Tolak RUU PKS, Mereka Berlindung di Balik Kedok Feminisme
Beberapa institusi yang mengampanyekan #TolakRUUPKS justru bersembunyi di balik feminisme guna menggencarkan ideologinya.
Kampanye #TolakRUUPKS di media sosial sering diasosiasikan dengan tingkah laku buzzer, yang menyebarkan ideologinya lewat media sosial. Namun, penelitian Ketua Prodi Ilmu Komunikasi Universitas Indonesia dan Pemerhati Isu Gender, Endah Triastuti bersama timnya menunjukkan hal lain. Para pendengung itu tak ada sangkut pautnya dengan kampanye meresahkan itu.

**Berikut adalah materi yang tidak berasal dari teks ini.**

//! Robots.txt rule extraction and matching
//!
//! Only the `User-agent: *` block is honoured. Paths are matched as plain
//! substrings, and any matching `Allow` rule overrides any matching
//! `Disallow` rule regardless of length or order.

/// Allow/disallow rules for the wildcard user agent
///
/// An empty rule set permits everything; this is also what a site gets when
/// its robots.txt could not be fetched.
#[derive(Debug, Clone, Default, PartialEq, Eq)]
pub struct RobotsRules {
    disallowed: Vec<String>,
    allowed: Vec<String>,
}

impl RobotsRules {
    /// Creates a permissive rule set that allows everything
    pub fn allow_all() -> Self {
        Self::default()
    }

    /// Parses robots.txt content, keeping rules from wildcard blocks only
    ///
    /// A `User-agent:` line opens a block; the block is ours when the agent
    /// value contains `*`. Directive names are matched case-insensitively,
    /// comments after `#` are ignored, and rule values are kept verbatim
    /// (trimmed) as substring fragments. Rules with an empty value are
    /// ignored, so a bare `Disallow:` leaves the site open.
    ///
    /// # Example
    ///
    /// ```
    /// use polite_frontier::robots::RobotsRules;
    ///
    /// let rules = RobotsRules::from_content("User-agent: *\nDisallow: /priv\nAllow: /priv/public");
    /// assert!(!rules.permits("/priv/x"));
    /// assert!(rules.permits("/priv/public/y"));
    /// assert!(rules.permits("/other"));
    /// ```
    pub fn from_content(content: &str) -> Self {
        let mut rules = Self::default();
        let mut in_wildcard_block = false;

        for line in content.lines() {
            let line = match line.split_once('#') {
                Some((before, _)) => before,
                None => line,
            }
            .trim();

            let Some((key, value)) = line.split_once(':') else {
                continue;
            };
            let key = key.trim().to_ascii_lowercase();
            let value = value.trim();

            match key.as_str() {
                "user-agent" => in_wildcard_block = value.contains('*'),
                // An empty fragment would match every path
                _ if value.is_empty() || !in_wildcard_block => {}
                "allow" => rules.allowed.push(value.to_string()),
                "disallow" => rules.disallowed.push(value.to_string()),
                _ => {}
            }
        }

        rules
    }

    /// Checks whether a path may be crawled
    ///
    /// # Returns
    ///
    /// * `true` - No disallow fragment occurs in `path`, or one does and some
    ///   allow fragment occurs in `path` as well
    /// * `false` - A disallow fragment matches and no allow fragment does
    pub fn permits(&self, path: &str) -> bool {
        let disallowed = self
            .disallowed
            .iter()
            .any(|fragment| path.contains(fragment.as_str()));

        if !disallowed {
            return true;
        }

        self.allowed
            .iter()
            .any(|fragment| path.contains(fragment.as_str()))
    }

    /// Returns true if no rules were collected
    pub fn is_empty(&self) -> bool {
        self.disallowed.is_empty() && self.allowed.is_empty()
    }

    pub fn disallowed(&self) -> &[String] {
        &self.disallowed
    }

    pub fn allowed(&self) -> &[String] {
        &self.allowed
    }
}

“Ini lebih dari buzzer di industri, tapi lebih ke struktur yang dibangun pihak-pihak dengan ideologi berbeda dari tujuan RUU PKS,” tutur Endah dalam forum diskusi Denpasar 12 berjudul “RUU Penghapusan Kekerasan Seksual (Mewujudkan Kebijakan Berbasis Bukti dalam Proses Legislasi)”, (28/7).
Menurutnya, tagar tersebut bisa ditarik sejarahnya sejak era pasca-Orde Baru. Ini didukung dengan penelitian bertajuk “A Hundred Years of Feminism in Indonesia” (2017) oleh akademisi Gadis Arivia dan Nur Iman Subono. Mereka menyatakan ada perubahan gerakan politik perempuan di Indonesia sesudah Orde Baru yang lebih terfragmentasi berbasis agama. Di saat yang bersamaan, muncul pula gerakan populisme.
Gerakan populisme memiliki kecenderungan menawarkan ideologi yang mereproduksi dominasi terhadap perempuan. Endah menuturkan, terdapat institusi yang berkembang secara organik, tanpa afiliasi tertentu, tapi tergerak secara otomatis karena mengusung narasi yang sama.
“Mereka tidak terafiliasi, tapi di-grooming dan berkembang di institusi-institusi organik dengan narasi yang sama, yaitu menolak RUU PKS,” ujarnya.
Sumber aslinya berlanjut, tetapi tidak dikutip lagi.